Peccato non avere visto un po’ di teste rotolare.

Peccato non avere visto un po’ di teste rotolare.


Secondo Vitaliano D’Angerio, che lo scrive sul Sole 24 Ore di ieri, i danni dei Tanzi-bond non sono prescritti. “Dieci anni dal giorno del default. È il tempo massimo per esercitare l’azione risarcitoria nei confronti delle banche collocatrici di bond emessi da aziende o Stati che hanno dichiarato lo stato di insolvenza. Sempre che ve ne siano i presupposti, da valutare caso per caso. La vicenda Parmalat e la questione prescrizione hanno fatto ritornare il tema d’attualità. Ecco perché è necessario rimettere un po’ d’ordine a beneficio dei risparmiatori rimasti impigliati nei crack finanziari degli ultimi dieci anni.” E, inoltre, ” la posizione dell’investitore va valutata sulla base dei documenti in suo possesso e più in generale dalla possibilità di provare di aver diritto all’azione risarcitoria: perché, ad esempio, all’epoca del collocamento del bond, l’istituto di credito non aveva effettuato uno screening del profilo di rischio. Oppure, uno dei casi tipici, perché l’obbligazione è stata collocata in prossimità dello stato di insolvenza dell’azienda o dello Stato. Infine, più semplicemente, la banca non aveva consegnato i documenti sui rischi generali dell’investimento.”

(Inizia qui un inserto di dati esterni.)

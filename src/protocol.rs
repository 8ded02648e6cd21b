//! Wire types for the care-portal MQTT contract.
//!
//! Payloads are JSON and key names follow the portal's existing schema
//! (camelCase object keys, upper-case alert enums, snake_case command
//! types), so structs carry serde renames wherever the Rust name differs.
//! Breaking any key here breaks the dashboard.

use chrono::NaiveDateTime;
use serde::{Deserialize, Serialize};

/// Current timestamp in the portal's format: local time, no offset.
pub fn now_local() -> NaiveDateTime {
    chrono::Local::now().naive_local()
}

/// Topic layout under the per-device namespace.
pub mod topics {
    /// Periodic readings published by the device.
    pub fn sensors(device_id: &str) -> String {
        format!("device/{}/sensors", device_id)
    }

    /// Button and event alerts published by the device.
    pub fn alerts(device_id: &str) -> String {
        format!("device/{}/alerts", device_id)
    }

    /// Heartbeat / liveness published by the device.
    pub fn status(device_id: &str) -> String {
        format!("device/{}/status", device_id)
    }

    /// Inbound commands from the portal; the device subscribes here.
    pub fn commands(device_id: &str) -> String {
        format!("device/{}/commands", device_id)
    }
}

/// One periodic sensor sample.
///
/// `motion` is the PIR level at the instant of the sample.
#[derive(Debug, Clone, PartialEq, Serialize)]
#[serde(rename_all = "camelCase")]
pub struct SensorReading {
    pub temperature: f32,
    pub humidity: f32,
    #[serde(rename = "motion")]
    pub motion_detected: bool,
    pub fan_active: bool,
    pub timestamp: NaiveDateTime,
}

/// Alert categories the device can raise. The portal defines more
/// (server-side) variants; these are the device-originated ones.
#[derive(Debug, Clone, Copy, PartialEq, Eq, Serialize)]
#[serde(rename_all = "SCREAMING_SNAKE_CASE")]
pub enum AlertKind {
    Help,
    Water,
    Other,
}

/// Priorities the device assigns. The portal's full scale has more
/// levels; only these two originate here.
#[derive(Debug, Clone, Copy, PartialEq, Eq, Serialize)]
#[serde(rename_all = "SCREAMING_SNAKE_CASE")]
pub enum AlertPriority {
    Medium,
    Critical,
}

/// A single event alert, published once per triggering press.
#[derive(Debug, Clone, PartialEq, Serialize)]
pub struct Alert {
    #[serde(rename = "type")]
    pub kind: AlertKind,
    pub message: String,
    pub priority: AlertPriority,
    pub timestamp: NaiveDateTime,
}

impl Alert {
    /// Create an alert stamped with the current time.
    pub fn new(kind: AlertKind, priority: AlertPriority, message: impl Into<String>) -> Self {
        Self {
            kind,
            message: message.into(),
            priority,
            timestamp: now_local(),
        }
    }
}

#[derive(Debug, Clone, Copy, PartialEq, Eq, Serialize)]
#[serde(rename_all = "lowercase")]
pub enum DeviceStatus {
    Online,
    Offline,
}

/// Heartbeat published on the status topic.
#[derive(Debug, Clone, PartialEq, Serialize)]
#[serde(rename_all = "camelCase")]
pub struct HeartbeatStatus {
    pub status: DeviceStatus,
    pub timestamp: NaiveDateTime,
    pub uptime_seconds: f64,
}

impl HeartbeatStatus {
    pub fn online(uptime_seconds: f64) -> Self {
        Self {
            status: DeviceStatus::Online,
            timestamp: now_local(),
            uptime_seconds,
        }
    }

    pub fn offline(uptime_seconds: f64) -> Self {
        Self {
            status: DeviceStatus::Offline,
            timestamp: now_local(),
            uptime_seconds,
        }
    }
}

/// Payload pre-registered with the broker as the last will. Static
/// because the broker publishes it on our behalf after an ungraceful
/// drop; no timestamp can be attached ahead of time.
pub const OFFLINE_WILL: &str = r#"{"status":"offline"}"#;

/// Status publishes and the will are both retained, so the broker's
/// retained slot always holds the latest liveness state. Retaining
/// only one side would leave late subscribers a stale answer.
pub const STATUS_RETAIN: bool = true;

/// Commands accepted from the portal.
///
/// An unrecognized `type` decodes to [`Command::Unknown`] so that new
/// portal-side commands degrade to a logged no-op here instead of a
/// decode failure. Missing optional fields take the portal's historical
/// defaults.
#[derive(Debug, Clone, PartialEq, Deserialize)]
#[serde(tag = "type", rename_all = "snake_case")]
pub enum Command {
    FanControl {
        #[serde(default)]
        state: bool,
    },
    BuzzerTest,
    MedicationReminder {
        #[serde(default = "default_medication")]
        medication: String,
    },
    #[serde(other)]
    Unknown,
}

fn default_medication() -> String {
    "Unknown".to_string()
}

/// Round to one decimal place for emission. Readings travel with the
/// precision the dashboard displays.
pub fn round1(value: f32) -> f32 {
    (value * 10.0).round() / 10.0
}

#[cfg(test)]
mod tests {
    use super::*;

    fn ts() -> NaiveDateTime {
        chrono::NaiveDate::from_ymd_opt(2025, 3, 14)
            .unwrap()
            .and_hms_opt(9, 26, 53)
            .unwrap()
    }

    #[test]
    fn test_sensor_reading_wire_keys() {
        let reading = SensorReading {
            temperature: 24.5,
            humidity: 51.0,
            motion_detected: true,
            fan_active: false,
            timestamp: ts(),
        };
        let json = serde_json::to_value(&reading).unwrap();
        assert_eq!(json["temperature"], 24.5);
        assert_eq!(json["humidity"], 51.0);
        assert_eq!(json["motion"], true);
        assert_eq!(json["fanActive"], false);
        assert_eq!(json["timestamp"], "2025-03-14T09:26:53");
    }

    #[test]
    fn test_alert_wire_keys() {
        let alert = Alert {
            kind: AlertKind::Help,
            message: "Emergency help button pressed".to_string(),
            priority: AlertPriority::Critical,
            timestamp: ts(),
        };
        let json = serde_json::to_value(&alert).unwrap();
        assert_eq!(json["type"], "HELP");
        assert_eq!(json["priority"], "CRITICAL");
        assert_eq!(json["message"], "Emergency help button pressed");
    }

    #[test]
    fn test_heartbeat_wire_keys() {
        let hb = HeartbeatStatus::online(12.5);
        let json = serde_json::to_value(&hb).unwrap();
        assert_eq!(json["status"], "online");
        assert_eq!(json["uptimeSeconds"], 12.5);
        assert!(json["timestamp"].is_string());
    }

    #[test]
    fn test_command_decode_fan() {
        let cmd: Command = serde_json::from_str(r#"{"type":"fan_control","state":true}"#).unwrap();
        assert_eq!(cmd, Command::FanControl { state: true });
    }

    #[test]
    fn test_command_decode_fan_defaults_off() {
        let cmd: Command = serde_json::from_str(r#"{"type":"fan_control"}"#).unwrap();
        assert_eq!(cmd, Command::FanControl { state: false });
    }

    #[test]
    fn test_command_decode_buzzer() {
        let cmd: Command = serde_json::from_str(r#"{"type":"buzzer_test"}"#).unwrap();
        assert_eq!(cmd, Command::BuzzerTest);
    }

    #[test]
    fn test_command_decode_reminder_default_medication() {
        let cmd: Command = serde_json::from_str(r#"{"type":"medication_reminder"}"#).unwrap();
        assert_eq!(
            cmd,
            Command::MedicationReminder {
                medication: "Unknown".to_string()
            }
        );
    }

    #[test]
    fn test_command_unknown_type_is_noop_variant() {
        let cmd: Command = serde_json::from_str(r#"{"type":"camera_pan","angle":90}"#).unwrap();
        assert_eq!(cmd, Command::Unknown);
    }

    #[test]
    fn test_command_malformed_payload_is_error() {
        assert!(serde_json::from_str::<Command>("not json").is_err());
        assert!(serde_json::from_str::<Command>(r#"{"state":true}"#).is_err());
    }

    #[test]
    fn test_topic_layout() {
        assert_eq!(topics::sensors("EDC_RPI_001"), "device/EDC_RPI_001/sensors");
        assert_eq!(topics::commands("EDC_RPI_001"), "device/EDC_RPI_001/commands");
    }

    #[test]
    fn test_round1() {
        assert_eq!(round1(24.44), 24.4);
        assert_eq!(round1(24.46), 24.5);
        assert_eq!(round1(-3.26), -3.3);
    }
}
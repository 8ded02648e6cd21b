//! Fan override command handler

use super::HandlerContext;
use crate::command::CommandOutcome;
use crate::hardware::HardwareIO;

/// Handle `fan_control`.
///
/// Drives the relay to the requested level, mirrors it into state, and
/// opens a manual hold window. While the hold lasts, the sensing cycle
/// leaves the fan alone, so an operator's choice is not clobbered by
/// the very next temperature evaluation.
pub async fn handle_fan_control<H: HardwareIO>(
    ctx: HandlerContext<'_, H>,
    fan_on: bool,
) -> CommandOutcome {
    if let Err(e) = ctx.hw.set_fan(fan_on) {
        return CommandOutcome::Failed {
            message: format!("fan output: {}", e),
        };
    }
    ctx.state.fan_active = fan_on;
    ctx.state.hold_fan(ctx.now, ctx.fan_hold);

    CommandOutcome::Completed {
        message: format!("Fan {}", if fan_on { "activated" } else { "deactivated" }),
    }
}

Dunque si potrebbe evitare un po’ dello sdegno sul caso Parmalat, perlomeno da un punto di vista strettamente risarcitorio: consolazione non da poco, visto che, in finale, vedere condannato qualcuno ma rimanere senza quattrini è certamente soddisfazione poco più che virtuale. Ma l’impressione che si ha stasera, leggendo i siti ed ascoltando i notiziari è che per molti la giustizia sia mancata proprio nel suo esercizio estremo: quello della condanna. I risparmiatori sono spesso preda di dabbenaggine, come ci ricorda free riding, perché non solo nessuno li ha educati a farsi domande, ma perché seguono il mainstream, il pensiero dominante, quello che esclude la parola sacrificio dal senso e dal significato del risparmio. La dabbenaggine non si combatte tagliando teste: e le domande che ognuno di noi deve farsi sul senso del risparmio restano intatte, con o senza condanne. Se si ripartisse da questo si potrebbe ricostruire, senza tagliare nulla, ricordando sempre che è un lavoro personale, che nessuno può fare al nostro posto, nemmeno il migliore dei consulenti finanziari.